▸ **PROBLEM DESCRIPTION**: Return a copy of every line in the records that includes the word "recovered".

Stored entries

━━━━━━━━━━━━━━━━

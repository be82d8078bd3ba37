//! Self-delimiting binary frame for embedded messages.
//!
//! Frame layout, bit-exact:
//!
//! ```text
//! [16-bit big-endian length L][L * 8 bits of payload][16-bit terminator]
//! ```
//!
//! `L` counts payload characters, not bits. Bits are represented as a
//! sequence of `0`/`1` byte values, most significant bit first within
//! each field.

use crate::error::{Result, StegoError};

/// End-of-frame sentinel: `1111111111111110`.
pub const TERMINATOR: [u8; 16] = [1, 1, 1, 1, 1, 1, 1, 1, 1, 1, 1, 1, 1, 1, 1, 0];

/// Hard cap imposed by the 16-bit length header.
pub const MAX_MESSAGE_LEN: usize = 65535;

const LENGTH_BITS: usize = 16;
const CHAR_BITS: usize = 8;

/// Serialize a payload into a framed bitstream.
///
/// Characters above code point 255 are truncated to their low 8 bits, so
/// the frame is only lossless for Latin-1-representable text. Payloads
/// longer than [`MAX_MESSAGE_LEN`] characters are rejected rather than
/// letting the fixed-width header wrap.
pub fn pack(payload: &str) -> Result<Vec<u8>> {
    let char_count = payload.chars().count();
    if char_count > MAX_MESSAGE_LEN {
        return Err(StegoError::MessageTooLong(char_count));
    }

    let mut bits = Vec::with_capacity(LENGTH_BITS + char_count * CHAR_BITS + TERMINATOR.len());
    push_bits(&mut bits, char_count as u64, LENGTH_BITS);
    for ch in payload.chars() {
        push_bits(&mut bits, (ch as u32 & 0xFF) as u64, CHAR_BITS);
    }
    bits.extend_from_slice(&TERMINATOR);
    Ok(bits)
}

/// Recover the payload text from a framed bitstream.
///
/// The frame ends at the FIRST occurrence of the terminator pattern
/// anywhere in the stream, header included. A header or payload whose
/// bits happen to contain that pattern therefore terminates the frame
/// early; this matches the extraction side, which stops accumulating at
/// the same point.
pub fn unpack(bits: &[u8]) -> Result<String> {
    let end = find_terminator(bits).ok_or(StegoError::TerminatorNotFound)?;

    if end < LENGTH_BITS {
        return Err(StegoError::TruncatedFrame {
            declared: 0,
            available_bits: end,
        });
    }

    let declared = read_bits(&bits[..LENGTH_BITS]) as usize;
    let payload_bits = &bits[LENGTH_BITS..end];
    if payload_bits.len() < declared * CHAR_BITS {
        return Err(StegoError::TruncatedFrame {
            declared,
            available_bits: payload_bits.len(),
        });
    }

    let payload = payload_bits[..declared * CHAR_BITS]
        .chunks(CHAR_BITS)
        .map(|byte| read_bits(byte) as u8 as char)
        .collect();
    Ok(payload)
}

/// Index of the first bit of the first terminator occurrence, if any.
pub fn find_terminator(bits: &[u8]) -> Option<usize> {
    bits.windows(TERMINATOR.len())
        .position(|window| window == TERMINATOR.as_slice())
}

fn push_bits(bits: &mut Vec<u8>, value: u64, width: usize) {
    for shift in (0..width).rev() {
        bits.push(((value >> shift) & 1) as u8);
    }
}

fn read_bits(bits: &[u8]) -> u64 {
    bits.iter().fold(0, |acc, &bit| acc << 1 | bit as u64)
}

#[cfg(test)]
mod tests {
    use super::*;

    fn bits_of(s: &str) -> Vec<u8> {
        s.bytes().map(|b| b - b'0').collect()
    }

    #[test]
    fn test_pack_hi_exact_layout() {
        // "HI": length 2, then 'H' = 0x48, 'I' = 0x49, then terminator.
        let expected = bits_of("0000000000000010")
            .into_iter()
            .chain(bits_of("01001000"))
            .chain(bits_of("01001001"))
            .chain(TERMINATOR)
            .collect::<Vec<_>>();
        assert_eq!(pack("HI").unwrap(), expected);
        assert_eq!(pack("HI").unwrap().len(), 48);
    }

    #[test]
    fn test_pack_empty_payload() {
        let bits = pack("").unwrap();
        assert_eq!(bits.len(), 32);
        assert_eq!(unpack(&bits).unwrap(), "");
    }

    #[test]
    fn test_roundtrip() {
        for payload in ["HI", "hello world", "1234,5678,91011", "\u{00ff}"] {
            let bits = pack(payload).unwrap();
            assert_eq!(unpack(&bits).unwrap(), payload.to_string());
        }
    }

    #[test]
    fn test_high_code_points_truncate() {
        // U+0141 truncates to 0x41 'A'.
        let bits = pack("\u{0141}").unwrap();
        assert_eq!(unpack(&bits).unwrap(), "A");
    }

    #[test]
    fn test_unpack_without_terminator() {
        let mut bits = pack("HI").unwrap();
        bits.truncate(bits.len() - 16);
        assert_eq!(unpack(&bits), Err(StegoError::TerminatorNotFound));
    }

    #[test]
    fn test_unpack_truncated_payload() {
        // Header claims 4 characters but only one byte precedes the
        // terminator.
        let mut bits = Vec::new();
        push_bits(&mut bits, 4, 16);
        push_bits(&mut bits, 0x41, 8);
        bits.extend_from_slice(&TERMINATOR);
        assert_eq!(
            unpack(&bits),
            Err(StegoError::TruncatedFrame {
                declared: 4,
                available_bits: 8,
            })
        );
    }

    #[test]
    fn test_trailing_noise_after_terminator_ignored() {
        // Extraction can overshoot by the bits of a partly consumed
        // pixel; unpack must cut at the first terminator occurrence.
        let mut bits = pack("HI").unwrap();
        bits.extend_from_slice(&[0, 1, 0]);
        assert_eq!(unpack(&bits).unwrap(), "HI");
    }

    #[test]
    fn test_message_too_long() {
        let payload = "a".repeat(MAX_MESSAGE_LEN + 1);
        assert_eq!(
            pack(&payload),
            Err(StegoError::MessageTooLong(MAX_MESSAGE_LEN + 1))
        );
        assert!(pack(&"a".repeat(MAX_MESSAGE_LEN)).is_ok());
    }
}
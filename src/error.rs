//! Error taxonomy for the steganography and RSA pipeline.

use thiserror::Error;

#[derive(Error, Debug, PartialEq, Eq)]
pub enum StegoError {
    /// The framed payload does not fit in the carrier image.
    #[error("message too large for this image: need {needed} bytes but only {available} available")]
    MessageTooLarge { needed: usize, available: usize },

    /// The message exceeds what the 16-bit length header can describe.
    #[error("message length {0} exceeds the frame limit of 65535 characters")]
    MessageTooLong(usize),

    /// The carrier was exhausted before the end-of-frame marker appeared.
    #[error("terminator not found in extracted bitstream")]
    TerminatorNotFound,

    /// The length header promises more payload bits than the frame holds.
    #[error("frame declares {declared} characters but only {available_bits} payload bits present")]
    TruncatedFrame {
        declared: usize,
        available_bits: usize,
    },

    /// gcd(e, phi) != 1, so no decryption exponent exists.
    #[error("modular inverse of {value} mod {modulus} does not exist")]
    NoModularInverse { value: u64, modulus: u64 },

    /// Keypair construction was given a composite where a prime is required.
    #[error("{0} is not prime")]
    NotPrime(u64),

    /// A plaintext character cannot be represented under the key's modulus.
    #[error("character {ch:?} has code point {code}, which is not below the modulus {modulus}")]
    CodePointOutOfRange { ch: char, code: u32, modulus: u64 },

    /// Decryption produced a value that is not a valid character.
    #[error("decrypted value {0} is not a valid code point")]
    InvalidCodePoint(u64),

    /// The recovered text is not a comma-separated list of integers.
    #[error("recovered payload is not a valid cipher sequence: {0:?}")]
    MalformedCipherText(String),
}

pub type Result<T> = std::result::Result<T, StegoError>;
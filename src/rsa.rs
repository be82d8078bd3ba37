//! Textbook RSA key generation and per-character encryption.
//!
//! No padding scheme and deterministic per-character ciphertexts: this
//! preserves the round-trip contract of the tool but offers no real
//! confidentiality. Keys live only for the duration of one session.

use log::debug;
use rand::Rng;

use crate::error::{Result, StegoError};
use crate::math::{find_primes, gcd, is_prime, mod_inverse, mod_pow};

/// Primes are drawn from `[PRIME_RANGE_START, PRIME_RANGE_END)`.
pub const PRIME_RANGE_START: u64 = 100;
pub const PRIME_RANGE_END: u64 = 500;

/// Encryption key `(e, n)`.
#[derive(Debug, Clone, Copy, PartialEq, Eq)]
pub struct PublicKey {
    pub exponent: u64,
    pub modulus: u64,
}

/// Decryption key `(d, n)`.
#[derive(Debug, Clone, Copy, PartialEq, Eq)]
pub struct PrivateKey {
    pub exponent: u64,
    pub modulus: u64,
}

#[derive(Debug, Clone, Copy)]
pub struct KeyPair {
    pub public: PublicKey,
    pub private: PrivateKey,
}

/// Generate a keypair from randomly drawn primes.
///
/// `p` comes from the lower half of the prime table and `q` from the upper
/// half, so usually `p < q`, though that is not an invariant callers may
/// rely on. Not reproducible; pin primes via
/// [`generate_keypair_from_primes`] when determinism matters.
pub fn generate_keypair() -> Result<KeyPair> {
    let primes = find_primes(PRIME_RANGE_START, PRIME_RANGE_END);
    let mut rng = rand::thread_rng();

    let p = primes[rng.gen_range(0..=primes.len() / 2)];
    let q = primes[rng.gen_range(primes.len() / 2..primes.len())];

    generate_keypair_from_primes(p, q)
}

/// Generate a keypair from two pinned primes.
pub fn generate_keypair_from_primes(p: u64, q: u64) -> Result<KeyPair> {
    if !is_prime(p) {
        return Err(StegoError::NotPrime(p));
    }
    if !is_prime(q) {
        return Err(StegoError::NotPrime(q));
    }

    let n = p * q;
    let phi = (p - 1) * (q - 1);

    // Rejection-sample e until it is coprime with phi. A failed draw is
    // an expected, recoverable event, not an error for the caller.
    let mut rng = rand::thread_rng();
    let mut e = rng.gen_range(1..phi);
    while gcd(e, phi) != 1 {
        e = rng.gen_range(1..phi);
    }

    let d = mod_inverse(e, phi)?;
    debug!("generated keypair: n={}, e={}, d={}", n, e, d);

    Ok(KeyPair {
        public: PublicKey {
            exponent: e,
            modulus: n,
        },
        private: PrivateKey {
            exponent: d,
            modulus: n,
        },
    })
}

/// Encrypt a message character by character: `c = m^e mod n`.
///
/// Every code point must be below the modulus; anything larger could not
/// be mapped back unambiguously, so it is rejected up front.
pub fn encrypt(message: &str, key: &PublicKey) -> Result<Vec<u64>> {
    message
        .chars()
        .map(|ch| {
            let code = ch as u32;
            if code as u64 >= key.modulus {
                return Err(StegoError::CodePointOutOfRange {
                    ch,
                    code,
                    modulus: key.modulus,
                });
            }
            Ok(mod_pow(code as u64, key.exponent, key.modulus))
        })
        .collect()
}

/// Decrypt a cipher vector back to text: `m = c^d mod n`.
///
/// A mismatched key does not fail algebraically; it either produces an
/// out-of-range value (caught here) or silently wrong characters.
pub fn decrypt(cipher: &[u64], key: &PrivateKey) -> Result<String> {
    cipher
        .iter()
        .map(|&c| {
            let m = mod_pow(c, key.exponent, key.modulus);
            u32::try_from(m)
                .ok()
                .and_then(char::from_u32)
                .ok_or(StegoError::InvalidCodePoint(m))
        })
        .collect()
}
//! Modular arithmetic primitives backing the RSA engine.

use crate::error::{Result, StegoError};

/// Trial division up to the integer square root. Deterministic.
pub fn is_prime(n: u64) -> bool {
    if n < 2 {
        return false;
    }
    let mut i = 2;
    while i * i <= n {
        if n % i == 0 {
            return false;
        }
        i += 1;
    }
    true
}

/// All primes in `[start, end)`, in ascending order. Callers index into
/// the returned vector, so this is materialized rather than lazy.
pub fn find_primes(start: u64, end: u64) -> Vec<u64> {
    (start..end).filter(|&p| is_prime(p)).collect()
}

/// Iterative Euclidean algorithm.
pub fn gcd(a: u64, b: u64) -> u64 {
    let (mut a, mut b) = (a, b);
    while b != 0 {
        let r = a % b;
        a = b;
        b = r;
    }
    a
}

/// Modular multiplicative inverse of `e` mod `phi` via the extended
/// Euclidean algorithm, normalized into `[0, phi)`.
///
/// Fails when `gcd(e, phi) != 1`; key generation treats that as a
/// recoverable rejection and resamples `e`.
pub fn mod_inverse(e: u64, phi: u64) -> Result<u64> {
    let (g, x, _) = extended_gcd(e as i128, phi as i128);
    if g != 1 {
        return Err(StegoError::NoModularInverse {
            value: e,
            modulus: phi,
        });
    }
    Ok(x.rem_euclid(phi as i128) as u64)
}

fn extended_gcd(a: i128, b: i128) -> (i128, i128, i128) {
    if a == 0 {
        (b, 0, 1)
    } else {
        let (g, x, y) = extended_gcd(b % a, a);
        (g, y - (b / a) * x, x)
    }
}

/// Square-and-multiply modular exponentiation.
///
/// Textbook and non-constant-time; fine for the toy key sizes here,
/// unsuitable for real confidentiality.
pub fn mod_pow(base: u64, exp: u64, modulus: u64) -> u64 {
    if modulus == 1 {
        return 0;
    }
    let m = modulus as u128;
    let mut result: u128 = 1;
    let mut base = base as u128 % m;
    let mut exp = exp;
    while exp > 0 {
        if exp & 1 == 1 {
            result = result * base % m;
        }
        base = base * base % m;
        exp >>= 1;
    }
    result as u64
}
//! Tracing subscriber setup
//!
//! Console status lines go through `colored`; this only covers diagnostics
//! written to stderr. `RUST_LOG` overrides the `-v` count.

use anyhow::Result;
use tracing_subscriber::{EnvFilter, layer::SubscriberExt, util::SubscriberInitExt};

pub fn init_logging(verbose: u8) -> Result<()> {
    let level = level_for(verbose);

    let filter = EnvFilter::try_from_default_env()
        .unwrap_or_else(|_| EnvFilter::new(format!("stack_menu={level}")));

    let fmt_layer = tracing_subscriber::fmt::layer()
        .with_target(false)
        .with_writer(std::io::stderr);

    tracing_subscriber::registry()
        .with(filter)
        .with(fmt_layer)
        .try_init()
        .map_err(|e| anyhow::anyhow!("Failed to initialise tracing: {e}"))?;

    Ok(())
}

fn level_for(verbose: u8) -> &'static str {
    match verbose {
        0 => "warn",
        1 => "info",
        2 => "debug",
        _ => "trace",
    }
}
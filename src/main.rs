//! stack-menu - interactive menu for docker-compose stacks
//!
//! Finds every directory under the stack folder that holds a
//! `docker-compose.yaml`, lets the user pick one, and starts, stops or
//! inspects it with docker-compose.

use anyhow::Result;
use clap::Parser;
use colored::Colorize;

mod cli;
mod config;
mod dispatch;
mod docker;
mod logging;
mod prompt;
mod stack;

use cli::{Action, Cli};
use config::Settings;
use dispatch::Dispatcher;
use docker::SystemRunner;
use prompt::Selector;

fn main() -> Result<()> {
    let cli = Cli::parse();

    if let Err(e) = logging::init_logging(cli.verbose) {
        eprintln!("{} {:#}", "⚠".yellow(), e);
    }

    // Failures are reported here; the exit code stays 0
    if let Err(e) = run(&cli) {
        println!("{} {:#}", "✗".red(), e);
    }

    Ok(())
}

fn run(cli: &Cli) -> Result<()> {
    let settings = Settings::from_cli(cli)?;
    let mut selector = prompt::default_selector();

    let action = match cli.action {
        Some(action) => action,
        None => match choose_action(selector.as_mut()) {
            Ok(Some(action)) => action,
            Ok(None) => {
                println!("{} Action selection cancelled", "⚠".yellow());
                return Ok(());
            }
            Err(e) => {
                println!("{} Action selection failed: {:#}", "✗".red(), e);
                return Ok(());
            }
        },
    };

    let mut runner = SystemRunner;
    Dispatcher::new(&settings, selector.as_mut(), &mut runner).run(action)
}

fn choose_action(selector: &mut dyn Selector) -> Result<Option<Action>> {
    let labels: Vec<String> = Action::ALL.iter().map(|a| a.label().to_string()).collect();

    Ok(selector
        .select("Select an action:", &labels)?
        .and_then(|idx| Action::ALL.get(idx).copied()))
}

━━━━━━━━━━━━━━━━

▸ **WRITTEN RESPONSE**:
    /// The recovered text is not a comma-separated list of integers.
    #[error("recovered payload is not a valid cipher sequence: {0:?}")]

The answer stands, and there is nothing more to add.